Proposed Senate reforms wouldn't have stopped expenses scandal

Written By Unknown on Minggu, 17 November 2013 | 21.16

Senate Expenses 20131031

The government's proposed Senate reforms wouldn't have prevented the expenses scandal involving senators Mike Duffy, Pamela Wallin, Patrick Brazeau and Mac Harb. (Sean Kilpatrick/Canadian Press)

The expenses scandal involving senators Mike Duffy, Pamela Wallin, Patrick Brazeau and Mac Harb has given many Canadians a rapacious appetite for Senate reform, but the reforms being suggested by the federal government wouldn't have changed anything, according to some Senate observers.

The four senators were found to have charged hundreds of thousands of dollars in inappropriate expense claims.

"There's no reason to believe an elected senator, or a senator who's subjected to term limits, wouldn't end up having an individual expense scandal of these sorts," said Emmett Macfarlane of Waterloo University in Ontario in a phone interview.

The reforms the government sent to the Supreme Court of Canada to see if they could be passed without violating the Constitution were about elections for senators and term limits.  

There was nothing about changes to how housing or travel expenses are claimed in the government's bill on Senate reform.. Yet it was inappropriate claims, along with loose enforcement of Senate expense rules about those claims, that led to Duffy, Wallin and Brazeau being suspended from the Senate without pay more than a week ago.

Macfarlane, who specializes in Supreme Court issues, added, "It's very unfortunate that the Senate reform issue has been conflated with the expense scandals. The basis for Senate reform has nothing to do with Mike Duffy or the other senators."

'A channel-changing strategy'

Errol Mendes, a constitutional lawyer at the University of Ottawa, thinks going to the Supreme Court over Senate reform is a "fabulous channel-changing strategy" for Prime Minister Stephen Harper.

Harper asked the top court to rule on what kind of constitutional hurdles might be in the way of his government's proposals to elect senators for eight- to 10-year terms. He's also asked for a reference about how many provinces' consent is required in order to abolish the Senate.

Mendes, speaking by phone from Harvard University where he is teaching this term, thinks Harper is trying to divert public attention away from the fact that it was mostly his own hand-picked senators — Duffy, Wallin and Brazeau — who seem to have turned the public against the Senate with a fervour not seen before.
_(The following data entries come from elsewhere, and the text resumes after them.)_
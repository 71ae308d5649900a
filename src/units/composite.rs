
use super::dimension::Dimension;
use super::unit::Unit;
use super::unit_with_power::UnitWithPower;

use itertools::Itertools;
use num::One;
use num::pow::Pow;

use std::fmt::{self, Formatter, Display};
use std::ops::{Mul, Div};

/// A composite unit is a formal product and quotient of named units.
#[derive(Debug, Clone, PartialEq, Eq)]
pub struct CompositeUnit<T> {
  // Sorted by unit name. Each name appears once, with a nonzero
  // exponent.
  elements: Vec<UnitWithPower<T>>,
}

impl<T> CompositeUnit<T> {
  /// The product of all of the inputs. Repeated units are merged and
  /// units whose powers cancel out are dropped.
  pub fn new(inputs: impl IntoIterator<Item = UnitWithPower<T>>) -> Self {
    let mut elements: Vec<_> = inputs.into_iter().collect();
    elements.sort_by(|a, b| a.unit.name().cmp(b.unit.name()));
    let elements = elements.into_iter()
      .coalesce(|a, b| {
        if a.unit.name() == b.unit.name() {
          Ok(UnitWithPower { unit: a.unit, exponent: a.exponent + b.exponent })
        } else {
          Err((a, b))
        }
      })
      .filter(|u| u.exponent != 0)
      .collect();
    Self { elements }
  }

  /// The empty product, written `1`.
  pub fn unitless() -> Self {
    Self::new([])
  }

  pub fn is_empty(&self) -> bool {
    self.elements.is_empty()
  }

  /// The reciprocal of `self`.
  pub fn recip(mut self) -> Self {
    for elem in &mut self.elements {
      elem.exponent = - elem.exponent;
    }
    self
  }

  pub fn to_base<'a, U>(&'a self, mut amount: U) -> U
  where U: Mul<&'a T, Output = U>,
        U: Div<&'a T, Output = U> {
    for elem in &self.elements {
      amount = elem.to_base(amount);
    }
    amount
  }

  pub fn from_base<'a, U>(&'a self, mut amount: U) -> U
  where U: Mul<&'a T, Output = U>,
        U: Div<&'a T, Output = U> {
    for elem in &self.elements {
      amount = elem.from_base(amount);
    }
    amount
  }

  /// The dimension of the composite unit.
  pub fn dimension(&self) -> Dimension {
    self.elements.iter()
      .map(UnitWithPower::dimension)
      .fold(Dimension::one(), |acc, dim| acc * dim)
  }
}

impl<T> From<Unit<T>> for CompositeUnit<T> {
  fn from(unit: Unit<T>) -> Self {
    CompositeUnit::new([UnitWithPower { unit, exponent: 1 }])
  }
}

impl<T> From<UnitWithPower<T>> for CompositeUnit<T> {
  fn from(unit: UnitWithPower<T>) -> Self {
    CompositeUnit::new([unit])
  }
}

impl<T> Display for CompositeUnit<T> {
  fn fmt(&self, f: &mut Formatter) -> fmt::Result {
    let (numerator, denominator): (Vec<_>, Vec<_>) =
      self.elements.iter().partition(|u| u.exponent > 0);
    if numerator.is_empty() {
      write!(f, "1")?;
    } else {
      write!(f, "{}", numerator.iter().join(" "))?;
    }
    if !denominator.is_empty() {
      let denominator = denominator.into_iter()
        .map(|u| if u.exponent == -1 { u.unit.to_string() } else { format!("{}^{}", u.unit, -u.exponent) })
        .join(" ");
      write!(f, " / {}", denominator)?;
    }
    Ok(())
  }
}

impl<T, S> Mul<S> for CompositeUnit<T>
where S: Into<CompositeUnit<T>> {
  type Output = CompositeUnit<T>;

  fn mul(self, rhs: S) -> Self::Output {
    let mut elements = self.elements;
    elements.extend(rhs.into().elements);
    Self::new(elements)
  }
}

impl<T, S> Div<S> for CompositeUnit<T>
where S: Into<CompositeUnit<T>> {
  type Output = CompositeUnit<T>;

  #[allow(clippy::suspicious_arithmetic_impl)] // Multiply by reciprocal is correct
  fn div(self, rhs: S) -> Self::Output {
    self * rhs.into().recip()
  }
}

impl<T> Pow<i64> for CompositeUnit<T> {
  type Output = CompositeUnit<T>;

  fn pow(self, rhs: i64) -> Self::Output {
    Self::new(self.elements.into_iter().map(|u| u.pow(rhs)))
  }
}

impl<T> One for CompositeUnit<T> {
  fn one() -> Self {
    CompositeUnit::unitless()
  }

  fn is_one(&self) -> bool {
    self.elements.is_empty()
  }
}
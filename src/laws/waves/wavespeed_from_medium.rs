//! Speed of an electromagnetic wave in a medium, given the medium's
//! refractive index.
//!
//! Law: `wave_speed_in_medium = speed_of_light / refraction_factor`.

use crate::error::Error;
use crate::expr::Expr;
use crate::expr::algebra::formula::Equation;
use crate::expr::substitution::Substitution;
use crate::expr::var::constants::speed_of_light;
use crate::law::{self, Law, LawTraits, law_name};
use crate::quantity::Quantity;
use crate::symbol::Symbol;
use crate::units::dimension::named;
use crate::validation::{Arg, Validator};

use once_cell::sync::Lazy;

pub struct WavespeedFromMedium {
  pub wave_speed_in_medium: Symbol,
  pub refraction_factor: Symbol,
  law: Equation,
  solution: Expr,
  validator: Validator,
}

pub static LAW: Lazy<WavespeedFromMedium> = Lazy::new(|| {
  let wave_speed_in_medium = Symbol::dimensioned("wave_speed_in_medium", named::VELOCITY);
  let refraction_factor = Symbol::dimensionless("refraction_factor");
  let law = Equation::new(&wave_speed_in_medium, speed_of_light() / refraction_factor.expr());
  let solution = law.rhs().clone();
  let validator = Validator::for_symbols([&refraction_factor], &wave_speed_in_medium);
  WavespeedFromMedium { wave_speed_in_medium, refraction_factor, law, solution, validator }
});

impl Law for WavespeedFromMedium {
  fn name(&self) -> &'static str {
    law_name(module_path!())
  }

  fn description(&self) -> &'static str {
    "Light travels through a medium at the speed of light divided by the medium's refractive index."
  }

  fn equation(&self) -> &Equation {
    &self.law
  }

  fn target(&self) -> &Symbol {
    &self.wave_speed_in_medium
  }

  fn inputs(&self) -> Vec<&Symbol> {
    vec![&self.refraction_factor]
  }

  fn validator(&self) -> &Validator {
    &self.validator
  }

  fn solution(&self) -> &Expr {
    &self.solution
  }

  fn traits(&self) -> LawTraits {
    LawTraits::USES_CONSTANT
  }

  fn example(&self) -> Substitution {
    Substitution::new().with(&self.refraction_factor, 1.33)
  }
}

pub fn print_law() -> String {
  LAW.print()
}

pub fn calculate_wavespeed(refraction_factor: impl Into<Arg>) -> Result<Quantity, Error> {
  law::calculate(&*LAW, &[refraction_factor.into()])
}

//! Various utility functions.

pub mod angles;
pub mod point;

use std::convert::Infallible;

pub fn unwrap_infallible<T>(res: Result<T, Infallible>) -> T {
  match res {
    Ok(res) => res,
    Err(_) => unreachable!(),
  }
}

/// Applies `f` pointwise to two arrays of the same length.
pub fn zip_with<const C: usize, T, S, U, F>(left: [T; C], right: [S; C], mut f: F) -> [U; C]
where F: FnMut(T, S) -> U {
  let mut right = right.into_iter();
  left.map(|x| {
    // unwrap: Both arrays have length C.
    let y = right.next().unwrap();
    f(x, y)
  })
}

#[cfg(test)]
mod tests {
  use super::*;

  #[test]
  fn unwrap_infallible_unwraps() {
    let res = Ok(1);
    assert_eq!(unwrap_infallible(res), 1);
  }

  #[test]
  fn zip_with_pointwise() {
    let result = zip_with([1, 2, 3], [10, 20, 30], |a, b| a + b);
    assert_eq!(result, [11, 22, 33]);
    let result = zip_with([1, 2, 3], [10, 20, 30], |a, b| b - a);
    assert_eq!(result, [9, 18, 27]);
  }
}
"I think nothing's going to come out [of the court] that's going to please Harper. I think Harper knew this," Mendes said.

"From the judges' questions, it looks highly unlikely they're going to rule in favour of any of the government's questions, except maybe for the property provision," said Mendes, who watched the Supreme Court hearings online.

The Harper government wants to do away with an archaic Senate requirement that says each senator must own property worth at least $4,000 in the province he or she is appointed to represent.  

Most of the provincial officials who appeared before the top court didn't object to that change, but they objected to most of the other reforms proposed by the government.

'Blocked by the courts'

Macfarlane observed, "I suspect the prime minster has received legal advice from the Department of Justice that some of the arguments they were putting forward weren't going to fly very high."

Harper may have had that in mind when, at the Conservative Party's policy convention in Calgary in October, he said in his keynote speech, "Now we are being blocked in the courts" on Senate reform.

Although the Quebec Court of Appeals ruled in October the government's Senate reform proposals were unconstitutional, the Supreme Court has the final word, and its hearings hadn't even started at the time of Harper's speech.

Mendes believes Harper intends to use the court's ruling, if it goes against him, as an election issue.

"He'll say it's one of the reasons we absolutely have to keep a majority government and potentially even think about a referendum on abolition is because he knows that he could attract some of the NDP voters."

NDP Leader Tom Mulcair was on a "Roll up the red carpet" tour this summer as he championed what has been a long-time NDP policy — Senate abolition.

Thumbs down

Mendes thinks the top court will turn thumbs down on most of the government's proposed reforms.
 
He thinks the court will decide the government can't unilaterally mandate that senators must be successful electoral candidates whom the prime minister must consider for Senate selections. That kind of change he thinks would require the approval of at least seven provinces representing 50 per cent of the population.

As for abolition, both Mendes and Macfarlane think the court will decide all 10 provinces must approve such a profound change to Canada's federal system.

Macfarlane doesn't think Senate reform, or even Senate abolition, will be a "determinative" election issue, even if the two choices become planks in Conservative and NDP platforms.

"I think Canadians are going to care about things they've always cared about, that is, the economy and the health-care system," he said.